Records contained in a dataset:
····················

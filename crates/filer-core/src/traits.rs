//! Core traits for gated file access.

use std::io;
use std::path::Path;

use crate::mode::OpenMode;

// ============================================================================
// File Backend Trait
// ============================================================================

/// The OS-level file operations a gate delegates to.
///
/// The gate only decides *how many* files may be open at once; opening,
/// closing, and deleting are left to the backend. Every method is called
/// without any gate lock held.
///
/// # Example
///
/// ```rust,ignore
/// struct LoggingBackend(StdBackend);
///
/// impl FileBackend for LoggingBackend {
///     type File = std::fs::File;
///
///     fn open(&self, path: &Path, mode: &OpenMode) -> io::Result<Self::File> {
///         println!("open {}", path.display());
///         self.0.open(path, mode)
///     }
///     // ...
/// }
/// ```
pub trait FileBackend: Send + Sync + 'static {
    /// The open file resource owned by a gate file.
    type File: Send + 'static;

    /// Opens `path` according to `mode`.
    ///
    /// An [`io::ErrorKind::AlreadyExists`] error from an exclusive create is
    /// what makes temporary file creation retry with a fresh name.
    fn open(&self, path: &Path, mode: &OpenMode) -> io::Result<Self::File>;

    /// Closes a file, reporting any error the OS returns.
    fn close(&self, file: Self::File) -> io::Result<()>;

    /// Deletes the file at `path`.
    fn remove(&self, path: &Path) -> io::Result<()>;

    /// The process-wide ceiling on open files, if the backend can tell.
    fn open_file_ceiling(&self) -> Option<u64> {
        None
    }
}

····················

INSTRUCTIONS FOR THE TASK - Each entry must be set down exactly as it appears.

COMPLETED TASK -
filename crates/filer-core/src/traits.rs
//! Core traits for gated file access.

use std::io;
use std::path::Path;

use crate::mode::OpenMode;

// ============================================================================
// File Backend Trait
// ============================================================================

/// The OS-level file operations a gate delegates to.
///
/// The gate only decides *how many* files may be open at once; opening,
/// closing, and deleting are left to the backend. Every method is called
/// without any gate lock held.
///
/// # Example
///
/// ```rust,ignore
/// struct LoggingBackend(StdBackend);
///
/// impl FileBackend for LoggingBackend {
///     type File = std::fs::File;
///
///     fn open(&self, path: &Path, mode: &OpenMode) -> io::Result<Self::File> {
///         println!("open {}", path.display());
///         self.0.open(path, mode)
///     }
///     // ...
/// }
/// ```
pub trait FileBackend: Send + Sync + 'static {
    /// The open file resource owned by a gate file.
    type File: Send + 'static;

    /// Opens `path` according to `mode`.
    ///
    /// An [`io::ErrorKind::AlreadyExists`] error from an exclusive create is
    /// what makes temporary file creation retry with a fresh name.
    fn open(&self, path: &Path, mode: &OpenMode) -> io::Result<Self::File>;

    /// Closes a file, reporting any error the OS returns.
    fn close(&self, file: Self::File) -> io::Result<()>;

    /// Deletes the file at `path`.
    fn remove(&self, path: &Path) -> io::Result<()>;

    /// The process-wide ceiling on open files, if the backend can tell.
    fn open_file_ceiling(&self) -> Option<u64> {
        None
    }
}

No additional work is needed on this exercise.